Across the records below, count the lines that contain "offset" and write down only the count.

---------- Source information

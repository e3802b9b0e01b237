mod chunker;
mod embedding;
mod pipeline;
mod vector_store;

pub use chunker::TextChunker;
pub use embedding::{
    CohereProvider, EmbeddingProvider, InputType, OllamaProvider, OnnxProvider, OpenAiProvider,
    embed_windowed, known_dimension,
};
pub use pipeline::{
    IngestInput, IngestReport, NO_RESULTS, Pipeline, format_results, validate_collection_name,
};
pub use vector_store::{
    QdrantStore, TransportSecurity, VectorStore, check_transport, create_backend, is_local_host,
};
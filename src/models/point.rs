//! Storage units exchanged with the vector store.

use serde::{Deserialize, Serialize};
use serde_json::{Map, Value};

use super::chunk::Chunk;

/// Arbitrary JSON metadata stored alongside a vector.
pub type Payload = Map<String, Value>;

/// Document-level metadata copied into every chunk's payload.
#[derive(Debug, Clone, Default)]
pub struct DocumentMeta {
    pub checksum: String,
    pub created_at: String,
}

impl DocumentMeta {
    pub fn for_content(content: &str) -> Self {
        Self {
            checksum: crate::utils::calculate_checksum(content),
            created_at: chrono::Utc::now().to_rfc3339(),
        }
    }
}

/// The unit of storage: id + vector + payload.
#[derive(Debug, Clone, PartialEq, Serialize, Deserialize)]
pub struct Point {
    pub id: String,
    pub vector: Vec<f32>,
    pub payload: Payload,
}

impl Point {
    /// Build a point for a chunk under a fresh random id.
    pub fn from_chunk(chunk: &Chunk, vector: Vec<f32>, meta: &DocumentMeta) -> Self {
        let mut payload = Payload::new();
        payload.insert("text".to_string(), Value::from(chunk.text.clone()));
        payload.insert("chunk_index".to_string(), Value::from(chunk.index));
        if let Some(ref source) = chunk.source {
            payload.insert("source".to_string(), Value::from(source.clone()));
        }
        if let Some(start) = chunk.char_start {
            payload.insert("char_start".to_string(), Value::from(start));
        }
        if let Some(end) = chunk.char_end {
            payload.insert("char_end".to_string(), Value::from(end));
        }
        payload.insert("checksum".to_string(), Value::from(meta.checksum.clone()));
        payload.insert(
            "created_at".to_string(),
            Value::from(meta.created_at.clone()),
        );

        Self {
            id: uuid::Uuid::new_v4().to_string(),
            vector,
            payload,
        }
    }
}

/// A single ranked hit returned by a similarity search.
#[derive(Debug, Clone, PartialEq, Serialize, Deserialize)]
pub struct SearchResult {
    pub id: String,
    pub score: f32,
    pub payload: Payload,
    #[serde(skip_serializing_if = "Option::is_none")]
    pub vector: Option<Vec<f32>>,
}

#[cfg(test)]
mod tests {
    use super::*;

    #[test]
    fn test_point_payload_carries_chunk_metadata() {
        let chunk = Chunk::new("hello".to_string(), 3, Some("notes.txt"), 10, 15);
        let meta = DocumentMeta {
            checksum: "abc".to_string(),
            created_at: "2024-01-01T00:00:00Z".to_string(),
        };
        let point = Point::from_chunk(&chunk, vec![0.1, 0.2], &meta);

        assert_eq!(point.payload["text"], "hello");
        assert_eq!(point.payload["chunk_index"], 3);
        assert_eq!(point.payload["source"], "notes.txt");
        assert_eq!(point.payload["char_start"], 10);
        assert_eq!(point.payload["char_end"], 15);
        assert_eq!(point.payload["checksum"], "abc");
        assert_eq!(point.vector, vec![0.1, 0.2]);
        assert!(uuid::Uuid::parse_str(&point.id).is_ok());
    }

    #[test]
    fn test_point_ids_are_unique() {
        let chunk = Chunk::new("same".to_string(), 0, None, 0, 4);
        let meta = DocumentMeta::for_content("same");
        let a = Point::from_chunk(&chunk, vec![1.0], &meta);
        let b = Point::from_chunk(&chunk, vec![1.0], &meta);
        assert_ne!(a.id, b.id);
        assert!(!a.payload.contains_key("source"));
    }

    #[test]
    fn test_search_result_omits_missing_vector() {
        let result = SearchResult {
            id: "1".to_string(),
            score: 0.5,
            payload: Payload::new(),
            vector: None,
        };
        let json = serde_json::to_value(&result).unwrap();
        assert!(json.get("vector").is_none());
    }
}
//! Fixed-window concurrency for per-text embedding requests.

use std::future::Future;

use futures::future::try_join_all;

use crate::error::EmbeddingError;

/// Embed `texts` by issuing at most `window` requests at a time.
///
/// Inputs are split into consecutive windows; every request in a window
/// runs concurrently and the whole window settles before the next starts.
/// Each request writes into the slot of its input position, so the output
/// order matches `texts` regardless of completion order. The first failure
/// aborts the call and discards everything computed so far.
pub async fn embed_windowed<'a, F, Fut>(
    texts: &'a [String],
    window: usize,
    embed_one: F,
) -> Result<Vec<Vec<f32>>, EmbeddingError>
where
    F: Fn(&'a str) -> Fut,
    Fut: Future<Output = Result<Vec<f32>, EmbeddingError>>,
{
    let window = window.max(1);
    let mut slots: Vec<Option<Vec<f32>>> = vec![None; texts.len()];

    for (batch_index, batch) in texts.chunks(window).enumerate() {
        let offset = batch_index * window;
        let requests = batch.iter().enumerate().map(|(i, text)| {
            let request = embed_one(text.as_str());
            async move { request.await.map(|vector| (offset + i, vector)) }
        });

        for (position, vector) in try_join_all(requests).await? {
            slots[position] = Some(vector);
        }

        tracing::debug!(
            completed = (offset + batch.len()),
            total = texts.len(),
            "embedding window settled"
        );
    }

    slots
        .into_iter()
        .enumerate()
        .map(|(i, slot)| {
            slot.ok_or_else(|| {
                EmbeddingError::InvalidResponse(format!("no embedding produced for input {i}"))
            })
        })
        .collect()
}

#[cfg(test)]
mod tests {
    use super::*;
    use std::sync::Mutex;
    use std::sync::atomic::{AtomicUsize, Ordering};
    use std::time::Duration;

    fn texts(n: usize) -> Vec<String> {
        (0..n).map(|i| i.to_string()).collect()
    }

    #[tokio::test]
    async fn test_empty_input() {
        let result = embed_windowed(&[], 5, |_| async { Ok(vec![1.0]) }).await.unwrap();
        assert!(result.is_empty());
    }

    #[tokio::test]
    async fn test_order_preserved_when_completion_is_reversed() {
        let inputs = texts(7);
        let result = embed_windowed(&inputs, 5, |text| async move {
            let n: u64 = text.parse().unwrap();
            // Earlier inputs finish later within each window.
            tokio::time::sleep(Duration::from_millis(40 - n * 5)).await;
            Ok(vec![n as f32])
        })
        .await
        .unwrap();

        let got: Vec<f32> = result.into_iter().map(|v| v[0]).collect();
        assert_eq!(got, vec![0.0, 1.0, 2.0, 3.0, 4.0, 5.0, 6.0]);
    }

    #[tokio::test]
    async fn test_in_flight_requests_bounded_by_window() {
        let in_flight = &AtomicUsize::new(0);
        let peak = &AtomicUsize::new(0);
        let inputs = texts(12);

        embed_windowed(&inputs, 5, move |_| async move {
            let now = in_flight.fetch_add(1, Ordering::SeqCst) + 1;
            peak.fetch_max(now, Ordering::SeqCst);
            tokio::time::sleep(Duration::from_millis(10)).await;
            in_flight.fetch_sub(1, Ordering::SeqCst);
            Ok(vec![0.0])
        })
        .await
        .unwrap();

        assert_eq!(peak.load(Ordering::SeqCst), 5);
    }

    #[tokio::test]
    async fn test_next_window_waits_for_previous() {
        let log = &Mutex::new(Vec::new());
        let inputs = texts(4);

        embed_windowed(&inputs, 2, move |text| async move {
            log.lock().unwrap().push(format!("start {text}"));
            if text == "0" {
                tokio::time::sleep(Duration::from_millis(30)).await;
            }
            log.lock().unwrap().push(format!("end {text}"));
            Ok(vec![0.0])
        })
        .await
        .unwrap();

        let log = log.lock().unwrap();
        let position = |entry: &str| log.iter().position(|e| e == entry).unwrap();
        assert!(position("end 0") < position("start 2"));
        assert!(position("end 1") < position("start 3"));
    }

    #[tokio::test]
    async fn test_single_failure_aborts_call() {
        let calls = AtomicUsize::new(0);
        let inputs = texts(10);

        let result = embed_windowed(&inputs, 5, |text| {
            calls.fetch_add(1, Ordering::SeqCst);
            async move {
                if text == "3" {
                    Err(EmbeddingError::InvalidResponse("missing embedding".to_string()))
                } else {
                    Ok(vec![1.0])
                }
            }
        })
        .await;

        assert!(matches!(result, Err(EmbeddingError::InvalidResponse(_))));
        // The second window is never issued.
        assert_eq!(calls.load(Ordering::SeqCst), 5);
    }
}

--------------------

Answer space:
3